Essa música fala sobre sobriedade, mas é mais de um ponto de vista de enfrentar a realidade. É uma reflexão sobre aquelas noites em que chegamos a casa “podres de bêbados” e começamos a pensar que este se calhar não é um caminho a seguir, mas não quer dizer que não continue a seguir estes maus caminhos.

Uma das particularidades que faz dos Fugly um caso tão interessante é poder, ao longo dos anos, acompanhar o crescimento da banda e dos seus membros. Como tem sido, para si, crescer dentro de uma banda de rock?

Há muitas lições a retirar. Antes de mais, ninguém na banda estava à espera que tivéssemos este tipo de sucesso. Durante muitos anos, tive inúmeras bandas que nunca chegaram a sair da garagem e, agora, tenho a oportunidade de fazer parte de um grupo que já deu imensos concertos e que já esteve em festivais bastante grandes. Tem sido uma viagem inacreditável e uma grande oportunidade de aprendizagem.

Que lições é que acabou por aprender nestes últimos anos?
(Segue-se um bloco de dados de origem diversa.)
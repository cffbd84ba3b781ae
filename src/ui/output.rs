//! ui::output
//!
//! Output formatting and display.
//!
//! # Design
//!
//! stdout carries command results (the mesh, `config show`, JSON stats).
//! Everything meant for a human watching the run goes to stderr and
//! respects the quiet flag.

use std::fmt::Display;

use crate::core::coloring::ColorUsage;

/// Output verbosity level.
#[derive(Debug, Clone, Copy, PartialEq, Eq)]
pub enum Verbosity {
    /// Quiet mode - minimal output
    Quiet,
    /// Normal mode - standard output
    Normal,
    /// Debug mode - verbose output
    Debug,
}

impl Verbosity {
    /// Create verbosity from flags.
    pub fn from_flags(quiet: bool, debug: bool) -> Self {
        if quiet {
            Verbosity::Quiet
        } else if debug {
            Verbosity::Debug
        } else {
            Verbosity::Normal
        }
    }

    /// Default `tracing` filter directive for this level.
    pub fn log_directive(self) -> &'static str {
        match self {
            Verbosity::Quiet => "error",
            Verbosity::Normal => "warn",
            Verbosity::Debug => "debug",
        }
    }
}

/// Print a command result to stdout.
pub fn print(message: impl Display) {
    println!("{}", message);
}

/// Print a diagnostic line to stderr (respects quiet mode).
pub fn note(message: impl Display, verbosity: Verbosity) {
    if verbosity != Verbosity::Quiet {
        eprintln!("{}", message);
    }
}

/// Print a debug message to stderr (only in debug mode).
pub fn debug(message: impl Display, verbosity: Verbosity) {
    if verbosity == Verbosity::Debug {
        eprintln!("[debug] {}", message);
    }
}

/// Print an error message (always shown).
pub fn error(message: impl Display) {
    eprintln!("error: {}", message);
}

/// Print a warning message (respects quiet mode).
pub fn warn(message: impl Display, verbosity: Verbosity) {
    if verbosity != Verbosity::Quiet {
        eprintln!("warning: {}", message);
    }
}

/// Format color usage the way the stats report shows it.
///
/// ```
/// use gridcolor::core::coloring::ColorUsage;
/// use gridcolor::ui::output::format_usage;
///
/// let usage = ColorUsage { color_count: 2, counts: vec![3, 2] };
/// assert_eq!(format_usage(&usage), "colors_used = 2\nused = [3, 2]");
/// ```
pub fn format_usage(usage: &ColorUsage) -> String {
    format!(
        "colors_used = {}\nused = [{}]",
        usage.color_count,
        format_list(&usage.counts, ", ")
    )
}

/// Join items with a separator.
pub fn format_list<T: Display>(items: &[T], separator: &str) -> String {
    items
        .iter()
        .map(ToString::to_string)
        .collect::<Vec<_>>()
        .join(separator)
}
Sinto que cresci muito a nível pessoal e social, sou uma pessoa muito tímida por natureza e não estava habituado a ter centenas de pessoas a olhar para mim enquanto estou a fazer música. Tem sido interessante perceber que às vezes sou o centro das atenções e aprender a lidar com isso. Mas mesmo em termos coletivos, depois de lançarmos o primeiro disco tivemos que nos desenrascar e trabalhar em imensas coisas que nunca pensámos ter de fazer, como fazer press releases ou videoclipes. É engraçado que a cada experiência nova aprendemos um novo detalhe importante que torna o próxima trabalho mais simples. Mesmo nos momentos mais complicados dos Fugly, como foi a pandemia, conseguimos sempre ultrapassar estas barreira e, por isso, sinto que agora estamos preparados para o que der e vier. Agora vem a Terceira Guerra Mundial, mas estamos prontos para tudo (risos).

Estava a falar de barreiras, não tem medo que a banda enfrente um obstáculo criativo e fique estagnado no seu estilo? 

Isso é sempre uma preocupação. Nem é uma questão do que é que as outras pessoas possam pensar do grupo, o problema é aquilo que nós sentimos. Não queremos sentir que estamos sempre a fazer a mesma música, por isso, o Danruff, é um capítulo completamente diferente. Apesar de ser mais um álbum rock, sentimos que estamos sempre a afastar-nos do que fizemos antes e a crescer. Não quer dizer que amanhã façamos um disco de reggaeton, mas não nos queremos fechar a ideias que estejam fora da nossa zona de conforto. 

Nunca pensou em alterar o som do grupo?

Nós surgimos num contexto específico de bandas da onde garage rock, com grupo como Thee Oh Sees, o Ty Segall ou os Fidlar, mas a verdade é que nenhum de nós agora está a ouvir esta música agora. Há anos que não ouço este estilo e sinto que o resto do grupo também já ultrapassou esta fase. Pessoalmente, aquilo que mais ouvi nos últimos dois anos foi hip-hop dos anos 1990 e sinto que o resto da malta também está a explorar outros sons. Por isso, acreditamos que o nosso próximo trabalho estará ainda mais afastado do som que estamos habituados a fazer. Há grupos que fizeram a sua carreira sempre com o mesmo som, mas nós não queremos ser assim, não queremos estar sempre na mesma bolha, queremos experimentar coisas novas e enfrentar desafios diferentes.